#### Stored items:
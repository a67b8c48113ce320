//! Condition segments: boolean-valued nodes used in `WHERE` and `JOIN ... ON`.

use smol_str::SmolStr;

use crate::ast::expression::Expression;

/// Any boolean-valued segment.
#[derive(Debug, Clone, PartialEq)]
pub enum Condition {
    IsNull(IsNullCondition),
    Equals(EqualsCondition),
    In(InCondition),
    And(AndCondition),
    Or(OrCondition),
    Group(ConditionGroup),
    Constant(ConstantCondition),
}

/// A trait shared by the two binary boolean combinators, `AND` and `OR`.
///
/// Modeled as a capability over two otherwise-unrelated structs rather than
/// a shared base type, matching how [`crate::ast::capability`] treats
/// `Aliased`/`Named`.
pub trait MultipleCondition {
    fn left(&self) -> &Condition;
    fn right(&self) -> &Condition;
}

/// `expr IS NULL` / `expr IS NOT NULL`.
#[derive(Debug, Clone, PartialEq)]
pub struct IsNullCondition {
    expression: Box<Expression>,
    negated: bool,
}

impl IsNullCondition {
    pub fn new(expression: Expression, negated: bool) -> Self {
        IsNullCondition {
            expression: Box::new(expression),
            negated,
        }
    }

    pub fn expression(&self) -> &Expression {
        &self.expression
    }

    pub fn is_negated(&self) -> bool {
        self.negated
    }
}

/// `left = right`.
#[derive(Debug, Clone, PartialEq)]
pub struct EqualsCondition {
    left: Box<Expression>,
    right: Box<Expression>,
}

impl EqualsCondition {
    pub fn new(left: Expression, right: Expression) -> Self {
        EqualsCondition {
            left: Box::new(left),
            right: Box::new(right),
        }
    }

    pub fn left(&self) -> &Expression {
        &self.left
    }

    pub fn right(&self) -> &Expression {
        &self.right
    }
}

/// `left IN (rights...)`. `rights` is a non-empty ordered sequence; typically
/// a single subselect expression but may be a literal list.
#[derive(Debug, Clone, PartialEq)]
pub struct InCondition {
    left: Box<Expression>,
    rights: Vec<Expression>,
}

impl InCondition {
    /// Panics if `rights` is empty; callers should prefer
    /// [`crate::build::in_list`], which validates instead.
    pub fn new(left: Expression, rights: Vec<Expression>) -> Self {
        assert!(!rights.is_empty(), "IN requires at least one right-hand expression");
        InCondition {
            left: Box::new(left),
            rights,
        }
    }

    pub fn left(&self) -> &Expression {
        &self.left
    }

    pub fn rights(&self) -> &[Expression] {
        &self.rights
    }
}

/// `left AND right`.
#[derive(Debug, Clone, PartialEq)]
pub struct AndCondition {
    left: Box<Condition>,
    right: Box<Condition>,
}

impl AndCondition {
    pub fn new(left: Condition, right: Condition) -> Self {
        AndCondition {
            left: Box::new(left),
            right: Box::new(right),
        }
    }
}

impl MultipleCondition for AndCondition {
    fn left(&self) -> &Condition {
        &self.left
    }

    fn right(&self) -> &Condition {
        &self.right
    }
}

/// `left OR right`, rendered parenthesized by the condition renderer.
#[derive(Debug, Clone, PartialEq)]
pub struct OrCondition {
    left: Box<Condition>,
    right: Box<Condition>,
}

impl OrCondition {
    pub fn new(left: Condition, right: Condition) -> Self {
        OrCondition {
            left: Box::new(left),
            right: Box::new(right),
        }
    }
}

impl MultipleCondition for OrCondition {
    fn left(&self) -> &Condition {
        &self.left
    }

    fn right(&self) -> &Condition {
        &self.right
    }
}

/// `(nested)` — an explicit parenthesization marker, distinct from the
/// implicit parentheses `OrCondition` renders around itself.
#[derive(Debug, Clone, PartialEq)]
pub struct ConditionGroup {
    nested: Box<Condition>,
}

impl ConditionGroup {
    pub fn new(nested: Condition) -> Self {
        ConditionGroup {
            nested: Box::new(nested),
        }
    }

    pub fn nested(&self) -> &Condition {
        &self.nested
    }
}

/// A raw textual condition, emitted verbatim by the renderer.
#[derive(Debug, Clone, PartialEq, Eq)]
pub struct ConstantCondition {
    text: SmolStr,
}

impl ConstantCondition {
    pub fn new(text: impl Into<SmolStr>) -> Self {
        ConstantCondition { text: text.into() }
    }

    pub fn text(&self) -> &SmolStr {
        &self.text
    }
}
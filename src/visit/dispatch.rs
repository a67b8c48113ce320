//! The delegating visitor core (C7): a stack of sub-visitors, each
//! responsible for one syntactic region, with the dispatcher forwarding
//! every `enter`/`leave` event to whichever sub-visitor currently sits on
//! top.
//!
//! The dispatcher itself owns no SQL state (per §4.2); all rendered text
//! lives in the sub-visitors. A sub-visitor that wants to assume
//! responsibility for a subtree pushes itself (or a peer); one that is
//! done relinquishes control by popping itself.

use std::sync::atomic::{AtomicUsize, Ordering};

use crate::ast::{SegmentRef, Visitor};
use crate::error::RenderError;

static NEXT_ID: AtomicUsize = AtomicUsize::new(1);

/// Assigns a fresh identity to a newly constructed sub-visitor. Identities
/// are never reused within a process and stand in for the object-identity
/// check `pop` requires (§4.2): "the removed delegate must be the one that
/// requested removal."
pub fn next_id() -> usize {
    NEXT_ID.fetch_add(1, Ordering::Relaxed)
}

/// A delegate capable of sitting on the dispatcher's stack.
///
/// Unlike the base [`Visitor`] protocol (C6), a sub-visitor's `enter`/
/// `leave` receive the [`Dispatcher`] itself so they can push peers or pop
/// themselves mid-walk.
pub trait SubVisitor {
    /// This instance's identity, assigned once at construction via [`next_id`].
    fn id(&self) -> usize;

    fn enter(&mut self, segment: SegmentRef<'_>, dispatcher: &mut Dispatcher);
    fn leave(&mut self, segment: SegmentRef<'_>, dispatcher: &mut Dispatcher);
}

/// The stack-based dispatch loop. Implements the base [`Visitor`] protocol
/// so that [`crate::ast::walk`] can drive it directly; internally every
/// event is forwarded to the sub-visitor on top of [`Dispatcher::stack`].
pub struct Dispatcher {
    stack: Vec<std::rc::Rc<std::cell::RefCell<dyn SubVisitor>>>,
    error: Option<RenderError>,
}

impl Dispatcher {
    /// Starts a dispatcher with `root` as the sole, initial delegate.
    pub fn new(root: std::rc::Rc<std::cell::RefCell<dyn SubVisitor>>) -> Self {
        Dispatcher {
            stack: vec![root],
            error: None,
        }
    }

    /// Makes `v` the active delegate.
    pub fn push(&mut self, v: std::rc::Rc<std::cell::RefCell<dyn SubVisitor>>) {
        self.stack.push(v);
    }

    /// Removes the top delegate, provided `requester_id` matches its
    /// identity. A mismatch (or an empty stack) is an [`RenderError::InvariantViolation`],
    /// recorded on the dispatcher rather than panicking — see §4.5.
    pub fn pop(&mut self, requester_id: usize) {
        match self.stack.last() {
            Some(top) => {
                let top_id = top.borrow().id();
                if top_id == requester_id {
                    self.stack.pop();
                } else {
                    self.fail(RenderError::InvariantViolation {
                        detail: format!(
                            "pop requested by delegate {requester_id} but the top delegate is {top_id}"
                        ),
                        path: Vec::new(),
                    });
                }
            }
            None => self.fail(RenderError::InvariantViolation {
                detail: format!("pop requested by delegate {requester_id} on an empty stack"),
                path: Vec::new(),
            }),
        }
    }

    /// Records the first error seen during this walk. Once set, further
    /// `enter`/`leave` events are ignored (§4.5: errors are not recovered
    /// from, and no error is silently swallowed).
    pub fn fail(&mut self, err: RenderError) {
        if self.error.is_none() {
            log::warn!("render aborted: {err}");
            self.error = Some(err);
        }
    }

    pub fn has_error(&self) -> bool {
        self.error.is_some()
    }

    /// Consumes the dispatcher, returning the first recorded error, if any.
    pub fn into_error(self) -> Option<RenderError> {
        self.error
    }
}

impl Visitor for Dispatcher {
    fn enter(&mut self, segment: SegmentRef<'_>) {
        if self.error.is_some() {
            return;
        }
        let Some(top) = self.stack.last().cloned() else {
            self.fail(RenderError::InvariantViolation {
                detail: "enter event delivered to an empty dispatch stack".into(),
                path: Vec::new(),
            });
            return;
        };
        top.borrow_mut().enter(segment, self);
    }

    fn leave(&mut self, segment: SegmentRef<'_>) {
        if self.error.is_some() {
            return;
        }
        let Some(top) = self.stack.last().cloned() else {
            self.fail(RenderError::InvariantViolation {
                detail: "leave event delivered to an empty dispatch stack".into(),
                path: Vec::new(),
            });
            return;
        };
        top.borrow_mut().leave(segment, self);
    }
}
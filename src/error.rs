//! Crate-local error model (C10).
//!
//! `render` never panics on a type-valid but structurally malformed AST;
//! instead it returns a [`RenderError`] describing which kind of
//! programming error occurred and, where known, the path of
//! [`SegmentKind`]s from the statement root to the offending node. These
//! errors are not meant for end users — they describe bugs in the caller's
//! AST construction, not bad SQL.

use std::fmt;

use crate::ast::SegmentKind;

/// Something went wrong building or rendering a statement.
#[derive(Debug, Clone, PartialEq, Eq)]
pub enum RenderError {
    /// A required segment was missing or empty where construction disallows it.
    InvalidArgument {
        /// What was expected, e.g. `"non-empty select list"`.
        expected: String,
        path: Vec<SegmentKind>,
    },
    /// A sub-visitor was popped by a party other than the one that pushed it,
    /// or popped when it was not the stack's top delegate.
    InvariantViolation {
        detail: String,
        path: Vec<SegmentKind>,
    },
    /// A renderer encountered a segment kind it does not know how to emit.
    UnsupportedNode {
        kind: SegmentKind,
        path: Vec<SegmentKind>,
    },
}

impl RenderError {
    /// The path of segment kinds from the statement root to the offending
    /// node, innermost last. Empty when no path was known at the failure site.
    pub fn path(&self) -> &[SegmentKind] {
        match self {
            RenderError::InvalidArgument { path, .. } => path,
            RenderError::InvariantViolation { path, .. } => path,
            RenderError::UnsupportedNode { path, .. } => path,
        }
    }
}

fn fmt_path(path: &[SegmentKind], f: &mut fmt::Formatter<'_>) -> fmt::Result {
    if path.is_empty() {
        return Ok(());
    }
    write!(f, " (at ")?;
    for (i, kind) in path.iter().enumerate() {
        if i > 0 {
            write!(f, " > ")?;
        }
        write!(f, "{kind:?}")?;
    }
    write!(f, ")")
}

impl fmt::Display for RenderError {
    fn fmt(&self, f: &mut fmt::Formatter<'_>) -> fmt::Result {
        match self {
            RenderError::InvalidArgument { expected, path } => {
                write!(f, "invalid argument: expected {expected}")?;
                fmt_path(path, f)
            }
            RenderError::InvariantViolation { detail, path } => {
                write!(f, "invariant violation: {detail}")?;
                fmt_path(path, f)
            }
            RenderError::UnsupportedNode { kind, path } => {
                write!(f, "unsupported segment kind {kind:?}")?;
                fmt_path(path, f)
            }
        }
    }
}

impl std::error::Error for RenderError {}

impl miette::Diagnostic for RenderError {
    fn code<'a>(&'a self) -> Option<Box<dyn fmt::Display + 'a>> {
        let code = match self {
            RenderError::InvalidArgument { .. } => "sql::invalid_argument",
            RenderError::InvariantViolation { .. } => "sql::invariant_violation",
            RenderError::UnsupportedNode { .. } => "sql::unsupported_node",
        };
        Some(Box::new(code))
    }

    fn help<'a>(&'a self) -> Option<Box<dyn fmt::Display + 'a>> {
        let help = match self {
            RenderError::InvalidArgument { .. } => {
                "construct this segment through the checked constructors in `build`, \
                 which reject empty/missing arguments before an AST is ever built"
            }
            RenderError::InvariantViolation { .. } => {
                "this indicates a bug in the renderer's stack discipline, not in the \
                 AST being rendered; please file an issue with the statement shape"
            }
            RenderError::UnsupportedNode { .. } => {
                "this renderer version predates this segment kind; upgrade the crate \
                 or render through a dialect that implements it"
            }
        };
        Some(Box::new(help))
    }
}

#[cfg(test)]
mod tests {
    use super::*;

    #[test]
    fn display_includes_path_when_present() {
        let err = RenderError::UnsupportedNode {
            kind: SegmentKind::ConstantCondition,
            path: vec![SegmentKind::Select, SegmentKind::Where],
        };
        let rendered = err.to_string();
        assert!(rendered.contains("ConstantCondition"));
        assert!(rendered.contains("Select > Where"));
    }

    #[test]
    fn display_omits_path_suffix_when_empty() {
        let err = RenderError::InvalidArgument {
            expected: "non-empty select list".into(),
            path: Vec::new(),
        };
        assert_eq!(err.to_string(), "invalid argument: expected non-empty select list");
    }
}
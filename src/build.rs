//! Thin construction layer (C11).
//!
//! The fluent builder DSL described in §6 is an external collaborator and
//! out of scope here; this module is just enough plain function/struct
//! surface to build every shape in §3 from test and benchmark code. It
//! validates only the two cases §7 names explicitly (an empty select list,
//! an empty `IN` right-hand side) — everything else either can't be
//! constructed wrong (the type system already guarantees it, e.g. a
//! non-empty `Vec` built through [`SelectBuilder`]) or is left to the
//! individual AST constructors' own `assert!`s.

use smol_str::SmolStr;

use crate::ast::{
    AndCondition, BindMarker, Condition, ConditionGroup, ConstantCondition, ConstantExpression,
    EqualsCondition, Expression, From, InCondition, IsNullCondition, Join, OrCondition,
    OrderByField, Select, SelectList, Where,
};
use crate::error::RenderError;

pub fn is_null(expression: Expression, negated: bool) -> Condition {
    Condition::IsNull(IsNullCondition::new(expression, negated))
}

pub fn equals(left: Expression, right: Expression) -> Condition {
    Condition::Equals(EqualsCondition::new(left, right))
}

/// Fails with [`RenderError::InvalidArgument`] if `rights` is empty (§7.1).
pub fn in_list(left: Expression, rights: Vec<Expression>) -> Result<Condition, RenderError> {
    if rights.is_empty() {
        return Err(RenderError::InvalidArgument {
            expected: "at least one IN right-hand expression".into(),
            path: Vec::new(),
        });
    }
    Ok(Condition::In(InCondition::new(left, rights)))
}

pub fn and(left: Condition, right: Condition) -> Condition {
    Condition::And(AndCondition::new(left, right))
}

pub fn or(left: Condition, right: Condition) -> Condition {
    Condition::Or(OrCondition::new(left, right))
}

pub fn group(nested: Condition) -> Condition {
    Condition::Group(ConditionGroup::new(nested))
}

pub fn just(text: impl Into<SmolStr>) -> Expression {
    Expression::Constant(ConstantExpression::new(text))
}

pub fn bind() -> Expression {
    Expression::BindMarker(BindMarker::anonymous())
}

pub fn named_bind(name: impl Into<SmolStr>) -> Expression {
    Expression::BindMarker(BindMarker::named(name))
}

/// Fails with [`RenderError::InvalidArgument`] if `expressions` is empty (§7.1).
pub fn select_list(expressions: Vec<Expression>) -> Result<SelectList, RenderError> {
    if expressions.is_empty() {
        return Err(RenderError::InvalidArgument {
            expected: "at least one projected expression".into(),
            path: Vec::new(),
        });
    }
    Ok(SelectList::new(expressions))
}

/// A mutable staging struct for [`Select`]'s optional fields, consumed by
/// [`SelectBuilder::build`].
pub struct SelectBuilder {
    select_list: SelectList,
    from: Option<From>,
    joins: Vec<Join>,
    r#where: Option<Where>,
    order_by: Vec<OrderByField>,
    distinct: bool,
    limit: Option<u64>,
    offset: Option<u64>,
}

impl SelectBuilder {
    pub fn new(select_list: SelectList) -> Self {
        SelectBuilder {
            select_list,
            from: None,
            joins: Vec::new(),
            r#where: None,
            order_by: Vec::new(),
            distinct: false,
            limit: None,
            offset: None,
        }
    }

    pub fn from(mut self, from: From) -> Self {
        self.from = Some(from);
        self
    }

    pub fn join(mut self, join: Join) -> Self {
        self.joins.push(join);
        self
    }

    pub fn r#where(mut self, condition: Condition) -> Self {
        self.r#where = Some(Where::new(condition));
        self
    }

    pub fn order_by(mut self, field: OrderByField) -> Self {
        self.order_by.push(field);
        self
    }

    pub fn distinct(mut self) -> Self {
        self.distinct = true;
        self
    }

    pub fn limit(mut self, n: u64) -> Self {
        self.limit = Some(n);
        self
    }

    pub fn offset(mut self, n: u64) -> Self {
        self.offset = Some(n);
        self
    }

    pub fn build(self) -> Select {
        Select::from_parts(
            self.select_list,
            self.from,
            self.joins,
            self.r#where,
            self.order_by,
            self.distinct,
            self.limit,
            self.offset,
        )
    }
}

impl Select {
    /// Starts a staging builder over a (non-empty) projection.
    pub fn builder(select_list: SelectList) -> SelectBuilder {
        SelectBuilder::new(select_list)
    }
}

#[cfg(test)]
mod tests {
    use super::*;
    use crate::ast::{Column, Table};

    #[test]
    fn select_list_rejects_empty_projection() {
        assert!(matches!(
            select_list(Vec::new()),
            Err(RenderError::InvalidArgument { .. })
        ));
    }

    #[test]
    fn in_list_rejects_empty_rights() {
        let t = Table::new("employee");
        let left = Expression::Column(Column::new("id", t));
        assert!(matches!(
            in_list(left, Vec::new()),
            Err(RenderError::InvalidArgument { .. })
        ));
    }

    #[test]
    fn builder_assembles_optional_fields() {
        let t = Table::new("employee");
        let list = select_list(vec![Expression::Column(Column::new("id", t.clone()))]).unwrap();
        let select = Select::builder(list)
            .from(From::new(vec![t]))
            .distinct()
            .limit(10)
            .offset(5)
            .build();
        assert!(select.distinct());
        assert_eq!(select.limit(), Some(10));
        assert_eq!(select.offset(), Some(5));
    }
}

#### Work instructions:
Among the lines above, count those that include the word "boolean". Give only the result.

#### Answer section:
3